Wichtigste Allergieauslöser sind Duftstoffe (Parfum). Kosmetikfirmen verzichten nur ungern darauf. Dabei geht es nicht nur darum, dass viele Verbraucher einen "schönen Duft" wünschen, sondern auch darum, einen als unangenehm empfundenen chemischen Eigengeruch einer Kosmetikrezeptur zu überdecken. Parfum wird also zugesetzt, damit die Kosmetik nicht nach Chemie stinkt (um es mal etwas drastisch zu formulieren).
Immerhin gibt es inzwischen schon so viele Verbraucher, die mit Parfum nicht mehr zurecht kommen, dass das Angebot an parfumfreier Kosmetik in letzter Zeit zugenommen hat. Diese ist oft nicht völlig geruchlos, sondern hat einen Eigengeruch, der nicht durch die Beigabe von Duftstoffen aufgehübscht wurde.
Wie für Konservierungs- und Farbstoffe (die dritte Gruppe gängiger Allergieauslöser) gilt auch für Duftstoffe, dass nicht alle gleich gefährlich sind. Deshalb kommt es vor, dass auch Multiallergiker einzelne Kosmetikartikel mit bestimmten Duftstoffen und/oder Konservierungsstoffen und/oder Farbstoffen erstaunlicherweise ganz gut vertragen. Ich schreibe das hier nur aus Gründen der Seriosität mit rein. Für die Betroffenen ist es beim Studium der INCIs kaum abzuschätzen, ob sie das Produkt vertragen. Das gilt insbesondere für den Sammelbegriff "Parfum".

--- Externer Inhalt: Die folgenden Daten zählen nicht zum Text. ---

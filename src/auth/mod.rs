pub mod admins;
pub mod session;

pub use admins::authenticate;
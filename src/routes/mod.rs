pub mod admin;
pub mod assets;
pub mod home;
pub mod reserve;

use axum::routing::get;
use axum::Router;
use tower_http::trace::TraceLayer;

use crate::state::AppState;

pub fn router(state: AppState) -> Router {
    Router::new()
        .route("/", get(home::index).post(home::choose))
        .route(
            "/reserve",
            get(reserve::reserve_page).post(reserve::reserve_submit),
        )
        .route("/assets/{*path}", get(assets::serve))
        .merge(admin::router())
        .layer(TraceLayer::new_for_http())
        .with_state(state)
}
use axum::http::StatusCode;
use axum::response::{IntoResponse, Response};

use crate::db::StoreError;

#[derive(Debug, thiserror::Error)]
pub enum AppError {
    #[error("Not found")]
    NotFound,

    #[error("Unauthorized")]
    Unauthorized,

    #[error("Store error: {0}")]
    Store(#[from] StoreError),
}

impl IntoResponse for AppError {
    fn into_response(self) -> Response {
        let (status, message) = match &self {
            AppError::NotFound => (StatusCode::NOT_FOUND, "Not found"),
            AppError::Unauthorized => (StatusCode::UNAUTHORIZED, "Unauthorized"),
            AppError::Store(e) => {
                tracing::error!("Store error: {}", e);
                (StatusCode::INTERNAL_SERVER_ERROR, "Internal server error")
            }
        };

        (status, message).into_response()
    }
}

pub type AppResult<T> = Result<T, AppError>;
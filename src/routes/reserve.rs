use askama::Template;
use axum::extract::State;
use axum::Form;
use serde::Deserialize;

use crate::db::models::Reservation;
use crate::error::AppResult;
use crate::reservations::ReserveError;
use crate::routes::home::Html;
use crate::seating::{seat_label, SeatPosition, SeatingChart};
use crate::state::AppState;

pub const NAME_REQUIRED: &str = "please enter first and last name.";
pub const SEAT_OFF_CHART: &str = "pick a seat within the chart.";
pub const SEAT_TAKEN: &str = "seat already reserved.";

#[derive(Template)]
#[template(path = "pages/reserve.html")]
pub struct ReserveTemplate {
    pub chart: SeatingChart,
    pub error: Option<String>,
    pub success: Option<String>,
    pub ticket_code: Option<String>,
    pub first_name: String,
    pub last_name: String,
}

impl ReserveTemplate {
    fn blank(chart: SeatingChart) -> Self {
        Self {
            chart,
            error: None,
            success: None,
            ticket_code: None,
            first_name: String::new(),
            last_name: String::new(),
        }
    }
}

#[derive(Deserialize)]
pub struct ReserveForm {
    #[serde(default)]
    pub first_name: String,
    #[serde(default)]
    pub last_name: String,
    #[serde(default)]
    pub seat_row: String,
    #[serde(default)]
    pub seat_col: String,
}

/// GET /reserve — empty booking form
pub async fn reserve_page(State(state): State<AppState>) -> AppResult<Html<ReserveTemplate>> {
    let chart = state.reservations.chart()?;
    Ok(Html(ReserveTemplate::blank(chart)))
}

/// POST /reserve — validate and book
pub async fn reserve_submit(
    State(state): State<AppState>,
    Form(form): Form<ReserveForm>,
) -> AppResult<Html<ReserveTemplate>> {
    let first = form.first_name.trim();
    let last = form.last_name.trim();

    let outcome = book(&state, first, last, &form.seat_row, &form.seat_col)?;

    // Chart is rebuilt after the write so a fresh booking shows as taken
    let mut page = ReserveTemplate::blank(state.reservations.chart()?);
    match outcome {
        Ok(reservation) => {
            page.success = Some(format!("seat {} booked.", seat_label_of(&reservation)));
            page.ticket_code = Some(reservation.e_ticket_number);
        }
        Err(message) => {
            page.error = Some(message.to_string());
            page.first_name = first.to_string();
            page.last_name = last.to_string();
        }
    }

    Ok(Html(page))
}

/// Inner result is the user-facing validation message on failure.
fn book(
    state: &AppState,
    first: &str,
    last: &str,
    seat_row: &str,
    seat_col: &str,
) -> AppResult<Result<Reservation, &'static str>> {
    if first.is_empty() || last.is_empty() {
        return Ok(Err(NAME_REQUIRED));
    }

    let Some(seat) = SeatPosition::from_form(seat_row, seat_col) else {
        return Ok(Err(SEAT_OFF_CHART));
    };

    if state.reservations.is_taken(seat)? {
        return Ok(Err(SEAT_TAKEN));
    }

    let full_name = format!("{} {}", first, last);
    match state.reservations.reserve(&full_name, seat) {
        Ok(reservation) => {
            tracing::info!(
                "Booked seat {} with ticket {}",
                seat,
                reservation.e_ticket_number
            );
            Ok(Ok(reservation))
        }
        Err(ReserveError::SeatTaken(_)) => {
            tracing::info!("Seat {} was taken by a concurrent booking", seat);
            Ok(Err(SEAT_TAKEN))
        }
        Err(ReserveError::Store(e)) => Err(e.into()),
    }
}

fn seat_label_of(reservation: &Reservation) -> String {
    seat_label(reservation.seat_row, reservation.seat_col).unwrap_or_default()
}
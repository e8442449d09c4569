// Library exports for Seatline
// This allows integration tests and external code to use Seatline modules

pub mod auth;
pub mod config;
pub mod db;
pub mod error;
pub mod extractors;
pub mod reservations;
pub mod routes;
pub mod seating;
pub mod state;
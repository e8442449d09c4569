use rusqlite::{params, OptionalExtension};

use crate::db::models::Admin;
use crate::db::StoreError;
use crate::state::DbPool;

/// Check a username/password pair against the admins table.
///
/// Rows written by the seeding code hold bcrypt hashes; rows provisioned by
/// hand may hold the plaintext password, which is compared as-is.
pub fn authenticate(
    pool: &DbPool,
    username: &str,
    password: &str,
) -> Result<Option<Admin>, StoreError> {
    if username.is_empty() {
        return Ok(None);
    }

    let conn = pool.get()?;
    let admin = conn
        .query_row(
            "SELECT username, password FROM admins WHERE username = ?1",
            params![username],
            |row| {
                Ok(Admin {
                    username: row.get(0)?,
                    password: row.get(1)?,
                })
            },
        )
        .optional()?;

    Ok(admin.filter(|a| password_matches(&a.password, password)))
}

fn password_matches(stored: &str, supplied: &str) -> bool {
    if is_bcrypt_hash(stored) {
        bcrypt::verify(supplied, stored).unwrap_or(false)
    } else {
        stored == supplied
    }
}

fn is_bcrypt_hash(stored: &str) -> bool {
    ["$2a$", "$2b$", "$2y$"]
        .iter()
        .any(|prefix| stored.starts_with(prefix))
}
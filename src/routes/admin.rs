use askama::Template;
use axum::extract::State;
use axum::http::{header, StatusCode};
use axum::response::{IntoResponse, Response};
use axum::routing::{get, post};
use axum::{Form, Router};
use chrono::NaiveDateTime;
use serde::Deserialize;

use crate::auth::{self, session};
use crate::db::models::Reservation;
use crate::error::AppResult;
use crate::extractors::MaybeAdmin;
use crate::routes::home::Html;
use crate::seating::{seat_label, SeatingChart};
use crate::state::AppState;

pub const INVALID_CREDENTIALS: &str = "invalid credentials.";
pub const RESERVATION_REMOVED: &str = "reservation removed.";
pub const RESERVATION_NOT_FOUND: &str = "reservation not found.";

// --- View structs ---

pub struct ReservationView {
    pub id: i64,
    pub passenger_name: String,
    pub seat_label: String,
    pub ticket_code: String,
    pub created: String,
}

impl From<Reservation> for ReservationView {
    fn from(r: Reservation) -> Self {
        Self {
            id: r.id,
            seat_label: seat_label(r.seat_row, r.seat_col).unwrap_or_else(|| "?".to_string()),
            passenger_name: r.passenger_name,
            ticket_code: r.e_ticket_number,
            created: format_created(&r.created),
        }
    }
}

// --- Templates ---

#[derive(Template)]
#[template(path = "pages/admin_login.html")]
pub struct AdminLoginTemplate {
    pub error: Option<String>,
}

#[derive(Template)]
#[template(path = "pages/admin.html")]
pub struct AdminDashboardTemplate {
    pub username: String,
    pub message: Option<String>,
    pub reservations: Vec<ReservationView>,
    pub chart: SeatingChart,
    pub sales: u64,
}

// --- Forms ---

#[derive(Deserialize)]
pub struct AdminForm {
    #[serde(default)]
    pub username: String,
    #[serde(default)]
    pub password: String,
    #[serde(default)]
    pub action: String,
    #[serde(default)]
    pub reservation_id: String,
}

// --- Router ---

pub fn router() -> Router<AppState> {
    Router::new()
        .route("/admin", get(admin_page).post(admin_submit))
        .route("/admin/logout", post(logout))
}

// --- Handlers ---

/// GET /admin — dashboard for a signed-in admin, login form otherwise
async fn admin_page(
    State(state): State<AppState>,
    MaybeAdmin(admin): MaybeAdmin,
) -> AppResult<Response> {
    match admin {
        Some(admin) => Ok(dashboard(&state, admin.username, None)?.into_response()),
        None => Ok(login_page(None).into_response()),
    }
}

/// POST /admin — sign in and/or act on a reservation
///
/// Submitted credentials always take precedence over an existing session so
/// a wrong password never falls through to the dashboard.
async fn admin_submit(
    State(state): State<AppState>,
    MaybeAdmin(current): MaybeAdmin,
    Form(form): Form<AdminForm>,
) -> AppResult<Response> {
    let username = form.username.trim();
    let password = form.password.trim();

    let (admin_name, new_cookie) = if !username.is_empty() {
        let Some(admin) = auth::authenticate(&state.db, username, password)? else {
            tracing::warn!("Failed admin login for {}", username);
            return Ok(login_page(Some(INVALID_CREDENTIALS)).into_response());
        };

        if let Some(previous) = &current {
            session::delete_session(&state.db, &previous.token)?;
        }

        let auth_config = &state.config.auth;
        let token = session::create_session(&state.db, &admin.username, auth_config.session_hours)?;
        let cookie = session::session_cookie(
            &auth_config.cookie_name,
            &session::sign(&auth_config.secret_key, &token),
            auth_config.session_hours,
        );
        tracing::info!("Admin {} signed in", admin.username);
        (admin.username, Some(cookie))
    } else if let Some(admin) = current {
        (admin.username, None)
    } else {
        return Ok(login_page(Some(INVALID_CREDENTIALS)).into_response());
    };

    let message = if form.action == "delete" {
        Some(delete_reservation(&state, &admin_name, &form.reservation_id)?)
    } else {
        None
    };

    let page = dashboard(&state, admin_name, message)?;
    Ok(match new_cookie {
        Some(cookie) => ([(header::SET_COOKIE, cookie)], page).into_response(),
        None => page.into_response(),
    })
}

/// POST /admin/logout — revoke the session and clear the cookie
async fn logout(
    State(state): State<AppState>,
    MaybeAdmin(current): MaybeAdmin,
) -> AppResult<Response> {
    if let Some(admin) = current {
        session::delete_session(&state.db, &admin.token)?;
        tracing::info!("Admin {} signed out", admin.username);
    }

    Ok((
        StatusCode::SEE_OTHER,
        [
            (header::LOCATION, "/admin".to_string()),
            (
                header::SET_COOKIE,
                session::clear_session_cookie(&state.config.auth.cookie_name),
            ),
        ],
        "",
    )
        .into_response())
}

// --- Helpers ---

fn login_page(error: Option<&str>) -> Html<AdminLoginTemplate> {
    Html(AdminLoginTemplate {
        error: error.map(str::to_string),
    })
}

fn dashboard(
    state: &AppState,
    username: String,
    message: Option<&str>,
) -> AppResult<Html<AdminDashboardTemplate>> {
    let reservations = state
        .reservations
        .list_newest_first()?
        .into_iter()
        .map(ReservationView::from)
        .collect();
    let chart = state.reservations.chart()?;
    let sales = state.reservations.total_sales(&state.prices)?;

    Ok(Html(AdminDashboardTemplate {
        username,
        message: message.map(str::to_string),
        reservations,
        chart,
        sales,
    }))
}

fn delete_reservation(state: &AppState, admin: &str, raw_id: &str) -> AppResult<&'static str> {
    let removed = match raw_id.trim().parse::<i64>() {
        Ok(id) => match state.reservations.get(id)? {
            Some(reservation) => {
                let removed = state.reservations.delete(id)?;
                if removed {
                    tracing::info!(
                        "Admin {} removed reservation {} ({}, seat {})",
                        admin,
                        id,
                        reservation.e_ticket_number,
                        seat_label(reservation.seat_row, reservation.seat_col)
                            .unwrap_or_default()
                    );
                }
                removed
            }
            None => false,
        },
        Err(_) => false,
    };

    Ok(if removed {
        RESERVATION_REMOVED
    } else {
        RESERVATION_NOT_FOUND
    })
}

/// SQLite `datetime('now')` text to a compact display form.
fn format_created(raw: &str) -> String {
    NaiveDateTime::parse_from_str(raw, "%Y-%m-%d %H:%M:%S")
        .map(|dt| dt.format("%b %-d, %H:%M UTC").to_string())
        .unwrap_or_else(|_| raw.to_string())
}
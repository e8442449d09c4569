use rusqlite::Row;

#[derive(Debug, Clone)]
pub struct Reservation {
    pub id: i64,
    pub passenger_name: String,
    pub seat_row: i64,
    pub seat_col: i64,
    pub e_ticket_number: String,
    pub created: String,
}

impl Reservation {
    pub const COLUMNS: &'static str =
        "id, passenger_name, seat_row, seat_col, e_ticket_number, created";

    pub fn from_row(row: &Row<'_>) -> rusqlite::Result<Self> {
        Ok(Self {
            id: row.get(0)?,
            passenger_name: row.get(1)?,
            seat_row: row.get(2)?,
            seat_col: row.get(3)?,
            e_ticket_number: row.get(4)?,
            created: row.get(5)?,
        })
    }
}

#[derive(Debug, Clone)]
pub struct Admin {
    pub username: String,
    pub password: String,
}

#[derive(Debug, Clone)]
pub struct AdminSession {
    pub token: String,
    pub username: String,
    pub expires_at: String,
}
use axum::http::{header, HeaderMap};
use hmac::{Hmac, Mac};
use rand::Rng;
use rusqlite::{params, OptionalExtension};
use sha2::Sha256;

use crate::db::models::AdminSession;
use crate::db::StoreError;
use crate::state::DbPool;

type HmacSha256 = Hmac<Sha256>;

/// Create a new session for an admin. Returns the session token.
pub fn create_session(pool: &DbPool, username: &str, hours: u64) -> Result<String, StoreError> {
    let conn = pool.get()?;

    let purged = conn.execute(
        "DELETE FROM admin_sessions WHERE expires_at <= datetime('now')",
        [],
    )?;
    if purged > 0 {
        tracing::debug!("Purged {} expired admin sessions", purged);
    }

    let token = generate_token();
    conn.execute(
        "INSERT INTO admin_sessions (token, username, expires_at)
         VALUES (?1, ?2, datetime('now', ?3))",
        params![token, username, format!("+{} hours", hours)],
    )?;

    Ok(token)
}

/// Look up an unexpired session.
pub fn find_session(pool: &DbPool, token: &str) -> Result<Option<AdminSession>, StoreError> {
    let conn = pool.get()?;
    let session = conn
        .query_row(
            "SELECT token, username, expires_at FROM admin_sessions
             WHERE token = ?1 AND expires_at > datetime('now')",
            params![token],
            |row| {
                Ok(AdminSession {
                    token: row.get(0)?,
                    username: row.get(1)?,
                    expires_at: row.get(2)?,
                })
            },
        )
        .optional()?;
    Ok(session)
}

/// Delete a session by token.
pub fn delete_session(pool: &DbPool, token: &str) -> Result<bool, StoreError> {
    let conn = pool.get()?;
    let rows = conn.execute("DELETE FROM admin_sessions WHERE token = ?1", params![token])?;
    Ok(rows > 0)
}

/// Generate a cryptographically random 32-byte hex token.
fn generate_token() -> String {
    let bytes: [u8; 32] = rand::thread_rng().gen();
    hex::encode(bytes)
}

// -- Cookie signing --

fn mac_for(secret: &str, token: &str) -> HmacSha256 {
    // HMAC accepts keys of any length
    let mut mac = HmacSha256::new_from_slice(secret.as_bytes())
        .unwrap_or_else(|_| unreachable!("hmac key length is unrestricted"));
    mac.update(token.as_bytes());
    mac
}

/// Cookie value for a token: `token.signature`.
pub fn sign(secret: &str, token: &str) -> String {
    let signature = mac_for(secret, token).finalize().into_bytes();
    format!("{}.{}", token, hex::encode(signature))
}

/// Returns the token when the signature matches.
pub fn verify<'a>(secret: &str, cookie_value: &'a str) -> Option<&'a str> {
    let (token, signature) = cookie_value.split_once('.')?;
    let signature = hex::decode(signature).ok()?;
    mac_for(secret, token).verify_slice(&signature).ok()?;
    Some(token)
}

// -- Cookie helpers --

pub fn session_cookie(name: &str, value: &str, max_age_hours: u64) -> String {
    let max_age_secs = max_age_hours.saturating_mul(3600);
    format!(
        "{}={}; HttpOnly; SameSite=Strict; Path=/; Max-Age={}",
        name, value, max_age_secs
    )
}

pub fn clear_session_cookie(name: &str) -> String {
    format!("{}=; HttpOnly; SameSite=Strict; Path=/; Max-Age=0", name)
}

pub fn get_cookie_value<'a>(headers: &'a HeaderMap, name: &str) -> Option<&'a str> {
    headers
        .get_all(header::COOKIE)
        .iter()
        .filter_map(|v| v.to_str().ok())
        .flat_map(|s| s.split(';'))
        .map(|s| s.trim())
        .find_map(|cookie| {
            let (key, val) = cookie.split_once('=')?;
            if key.trim() == name {
                Some(val.trim())
            } else {
                None
            }
        })
}
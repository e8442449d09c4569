use super::{SeatPosition, COLS, ROWS};

/// Per-seat prices for the whole cabin.
#[derive(Debug, Clone, PartialEq, Eq)]
pub struct PriceMatrix {
    prices: [[u32; COLS]; ROWS],
}

impl PriceMatrix {
    /// Same column prices in every row.
    pub fn uniform(column_prices: [u32; COLS]) -> Self {
        Self {
            prices: [column_prices; ROWS],
        }
    }

    pub fn price(&self, position: SeatPosition) -> u32 {
        self.prices[position.row()][position.col()]
    }

    /// Total sales over raw stored coordinates. Records outside the chart
    /// contribute nothing.
    pub fn total_sales<I>(&self, seats: I) -> u64
    where
        I: IntoIterator<Item = (i64, i64)>,
    {
        seats
            .into_iter()
            .filter_map(|(row, col)| SeatPosition::new(row, col))
            .map(|seat| u64::from(self.price(seat)))
            .sum()
    }
}

impl Default for PriceMatrix {
    fn default() -> Self {
        Self::uniform([100, 75, 50, 100])
    }
}
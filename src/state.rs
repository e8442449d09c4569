use r2d2::Pool;
use r2d2_sqlite::SqliteConnectionManager;

use crate::config::Config;
use crate::reservations::ReservationStore;
use crate::seating::PriceMatrix;

pub type DbPool = Pool<SqliteConnectionManager>;

#[derive(Clone)]
pub struct AppState {
    pub db: DbPool,
    pub config: Config,
    pub reservations: ReservationStore,
    pub prices: PriceMatrix,
}

impl AppState {
    pub fn new(db: DbPool, config: Config) -> Self {
        let prices = PriceMatrix::uniform(config.pricing.column_prices);
        Self {
            reservations: ReservationStore::new(db.clone()),
            db,
            config,
            prices,
        }
    }
}
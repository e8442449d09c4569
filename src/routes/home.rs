use askama::Template;
use axum::extract::State;
use axum::http::{header, StatusCode};
use axum::response::{IntoResponse, Redirect, Response};
use axum::Form;
use serde::Deserialize;

use crate::error::AppResult;
use crate::seating::SeatingChart;
use crate::state::AppState;

pub const PICK_AN_OPTION: &str = "pick an option.";

#[derive(Template)]
#[template(path = "pages/index.html")]
pub struct IndexTemplate {
    pub chart: SeatingChart,
    pub message: Option<String>,
}

/// Wrapper to render askama templates as axum responses
pub struct Html<T: Template>(pub T);

impl<T: Template> IntoResponse for Html<T> {
    fn into_response(self) -> Response {
        match self.0.render() {
            Ok(body) => (
                StatusCode::OK,
                [(header::CONTENT_TYPE, "text/html; charset=utf-8")],
                body,
            )
                .into_response(),
            Err(e) => {
                tracing::error!("Template render error: {}", e);
                (StatusCode::INTERNAL_SERVER_ERROR, "Template error").into_response()
            }
        }
    }
}

#[derive(Deserialize)]
pub struct MenuForm {
    #[serde(default)]
    pub menu_option: String,
}

/// GET / — seating chart and menu
pub async fn index(State(state): State<AppState>) -> AppResult<Html<IndexTemplate>> {
    let chart = state.reservations.chart()?;
    Ok(Html(IndexTemplate {
        chart,
        message: None,
    }))
}

/// POST / — route the menu choice to its flow
pub async fn choose(
    State(state): State<AppState>,
    Form(form): Form<MenuForm>,
) -> AppResult<Response> {
    match form.menu_option.trim() {
        "reserve" => return Ok(Redirect::to("/reserve").into_response()),
        "admin" => return Ok(Redirect::to("/admin").into_response()),
        _ => {}
    }

    let chart = state.reservations.chart()?;
    Ok(Html(IndexTemplate {
        chart,
        message: Some(PICK_AN_OPTION.to_string()),
    })
    .into_response())
}
use axum::extract::Path;
use axum::http::{header, HeaderMap, StatusCode};
use axum::response::{IntoResponse, Response};
use rust_embed::Embed;

use crate::error::{AppError, AppResult};

#[derive(Embed)]
#[folder = "assets/"]
struct Assets;

/// GET /assets/{*path} — embedded stylesheet and friends, with an ETag so
/// browsers can revalidate cheaply.
pub async fn serve(Path(path): Path<String>, headers: HeaderMap) -> AppResult<Response> {
    let file = Assets::get(&path).ok_or(AppError::NotFound)?;

    let etag = format!("\"{}\"", hex::encode(file.metadata.sha256_hash()));
    let unchanged = headers
        .get(header::IF_NONE_MATCH)
        .and_then(|v| v.to_str().ok())
        .is_some_and(|v| v == etag);
    if unchanged {
        return Ok((StatusCode::NOT_MODIFIED, [(header::ETAG, etag)]).into_response());
    }

    let mime = mime_guess::from_path(&path).first_or_octet_stream();
    Ok((
        StatusCode::OK,
        [
            (header::CONTENT_TYPE, mime.as_ref().to_string()),
            (header::CACHE_CONTROL, "public, max-age=86400".to_string()),
            (header::ETAG, etag),
        ],
        file.data.to_vec(),
    )
        .into_response())
}
use serde::{Deserialize, Serialize};
use std::fmt;
use std::net::IpAddr;
use std::time::Duration;

/// Payload written after a successful connect.
pub const DEFAULT_PAYLOAD: &[u8] = b"test";

/// Default connect timeout and inter-attempt interval.
pub const DEFAULT_TIMEOUT: Duration = Duration::from_secs(5);
pub const DEFAULT_INTERVAL: Duration = Duration::from_secs(5);

/// Host/port pair being probed.
#[derive(Serialize, Deserialize, Debug, Clone, PartialEq, Eq)]
pub struct ProbeTarget {
    pub host: String,
    pub port: u16,
}

impl fmt::Display for ProbeTarget {
    fn fmt(&self, f: &mut fmt::Formatter<'_>) -> fmt::Result {
        match self.host.parse::<IpAddr>() {
            Ok(IpAddr::V6(v6)) => write!(f, "[{}]:{}", v6, self.port),
            _ => write!(f, "{}:{}", self.host, self.port),
        }
    }
}

/// Classified result of one connection attempt.
#[derive(Serialize, Deserialize, Debug, Clone, PartialEq)]
#[serde(tag = "outcome", rename_all = "snake_case")]
pub enum ProbeOutcome {
    Connected {
        latency_ms: f64,
        /// `None` when the payload write is disabled.
        send_ok: Option<bool>,
    },
    TimedOut,
    Refused {
        code: i32,
    },
    OtherError {
        message: String,
    },
}

impl ProbeOutcome {
    pub fn is_connected(&self) -> bool {
        matches!(self, ProbeOutcome::Connected { .. })
    }
}

/// One attempt's result, timestamped for reporting.
#[derive(Serialize, Deserialize, Debug, Clone, PartialEq)]
pub struct ProbeResult {
    pub target: String,
    #[serde(flatten)]
    pub outcome: ProbeOutcome,
    pub timestamp: String,
}

/// Per-attempt settings.
#[derive(Debug, Clone)]
pub struct ProbeConfig {
    pub timeout: Duration,
    pub payload: Option<Vec<u8>>,
}

impl Default for ProbeConfig {
    fn default() -> Self {
        Self {
            timeout: DEFAULT_TIMEOUT,
            payload: Some(DEFAULT_PAYLOAD.to_vec()),
        }
    }
}

/// Outcome counters for a finished run.
#[derive(Serialize, Deserialize, Debug, Clone, Copy, Default, PartialEq, Eq)]
pub struct RunSummary {
    pub attempts: u64,
    pub connected: u64,
    pub timed_out: u64,
    pub refused: u64,
    pub errors: u64,
}

impl RunSummary {
    pub fn record(&mut self, outcome: &ProbeOutcome) {
        self.attempts += 1;
        match outcome {
            ProbeOutcome::Connected { .. } => self.connected += 1,
            ProbeOutcome::TimedOut => self.timed_out += 1,
            ProbeOutcome::Refused { .. } => self.refused += 1,
            ProbeOutcome::OtherError { .. } => self.errors += 1,
        }
    }
}
use std::time::Duration;

use tcp_probe_rs::runner::{self, OutputFormat, RunOptions};
use tcp_probe_rs::target::{DEFAULT_HOST, DEFAULT_PORT};
use tcp_probe_rs::types::{ProbeConfig, ProbeTarget, DEFAULT_PAYLOAD};
use tcp_probe_rs::{report, target};

use anyhow::{bail, Context, Result};
use clap::Parser;
use tokio_util::sync::CancellationToken;

/// tcp-probe-rs — Repeatedly probe one TCP endpoint and report connect latency.
#[derive(Debug, Clone, Parser)]
#[command(
    name = "tcp-probe-rs",
    version,
    about = "Repeatedly probe one TCP endpoint and report connect latency.",
    long_about = None
)]
struct Cli {
    /// Target as host:port or [ipv6]:port.
    #[arg(long, default_value_t = format!("{DEFAULT_HOST}:{DEFAULT_PORT}"))]
    target: String,

    /// Socket connect timeout in milliseconds.
    #[arg(long = "timeout-ms", default_value_t = 5000)]
    timeout_ms: u64,

    /// Delay between attempts in milliseconds.
    #[arg(long = "interval-ms", default_value_t = 5000)]
    interval_ms: u64,

    /// Stop after this many attempts (default: run until Ctrl+C).
    #[arg(long)]
    count: Option<u64>,

    /// Skip writing the probe payload after connecting.
    #[arg(long = "no-send", default_value_t = false)]
    no_send: bool,

    /// Print one JSON object per attempt instead of status lines.
    #[arg(long, default_value_t = false)]
    json: bool,
}

#[tokio::main]
async fn main() -> Result<()> {
    let cli = Cli::parse();

    let target: ProbeTarget = target::parse_target(&cli.target)
        .with_context(|| format!("bad --target value: {}", cli.target))?;
    if cli.timeout_ms == 0 {
        bail!("--timeout-ms must be greater than 0");
    }
    if cli.count == Some(0) {
        bail!("--count must be greater than 0");
    }

    let config = ProbeConfig {
        timeout: Duration::from_millis(cli.timeout_ms),
        payload: (!cli.no_send).then(|| DEFAULT_PAYLOAD.to_vec()),
    };
    let opts = RunOptions {
        interval: Duration::from_millis(cli.interval_ms),
        max_iterations: cli.count,
        format: if cli.json {
            OutputFormat::Json
        } else {
            OutputFormat::Text
        },
    };

    if !cli.json {
        println!("tcp-probe-rs configuration:");
        println!("  target       : {}", target);
        println!("  timeout_ms   : {}", cli.timeout_ms);
        println!("  interval_ms  : {}", cli.interval_ms);
        println!(
            "  count        : {}",
            cli.count
                .map(|n| n.to_string())
                .unwrap_or_else(|| "<until Ctrl+C>".to_string())
        );
        println!("  send payload : {}", !cli.no_send);
        println!();
    }

    // Ctrl+C stops the loop between attempts or during the wait.
    let cancel = CancellationToken::new();
    let cancel_ctrlc = cancel.clone();
    tokio::spawn(async move {
        if tokio::signal::ctrl_c().await.is_ok() {
            cancel_ctrlc.cancel();
        }
    });

    let summary = runner::run_forever(&target, &config, &opts, cancel).await;

    if cli.json {
        eprintln!("{}", report::render_summary(&summary));
    } else {
        println!("\n{}", report::render_summary(&summary));
    }
    Ok(())
}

Keinen Wert haben für uns Werbeaussagen wie: "Hautverträglichkeit dermatologisch bestätigt/bewiesen". Sowas schreibt z.B. sebamed, und deren Lieblingsparfum bekommt meiner Haut gar nicht. Möglicherweise gibt es darauf seltener Allergien als auf andere Parfums, aber wenn ich der seltene Fall bin, dann habe ich nichts davon, dass es selten vorkommt.
"Schönheit muss leiden" --- das finde ich nicht. Wohlbefinden und ein gesunder Hautzustand tragen wesentlich zu einer schönen Ausstrahlung bei. Wenn ich für mich geeignete (hypoallergene) Kosmetik verwende, dann leide ich nicht, sondern genieße es. Und umgekehrt, wenn ich ungeeignete Kosmetik verwende, z.B. eine Serie "for men", mit dem Duft, "der Frauen provoziert", dann leide ich zwar, bin aber überhaupt nicht schön, tja, und die Frauen kann ich dann erst mal vergessen. Leiden und schön sein --- für Allergiker kann das nicht zusammengehen.
Um noch mal auf den konstruierten Gegensatz Naturkosmetik <-> konventionelle Kosmetik zurückzukommen. ? Vorurteile gegen die eine oder die andere Richtung sind nicht angebracht. Man sollte auch nicht glauben, die "bösen" Hersteller wollten die "armen" Verbraucher "vergiften". Paranoia führt zu nichts.
Ein nüchterner und informierter Umgang mit dem Kosmetikthema ist für uns auf jeden Fall von Vorteil. Die Haut ist ein den ganzen Körper umspannendes Sinnes- und Schutzorgan. Wir sollten es pflegen (ohne zu leiden).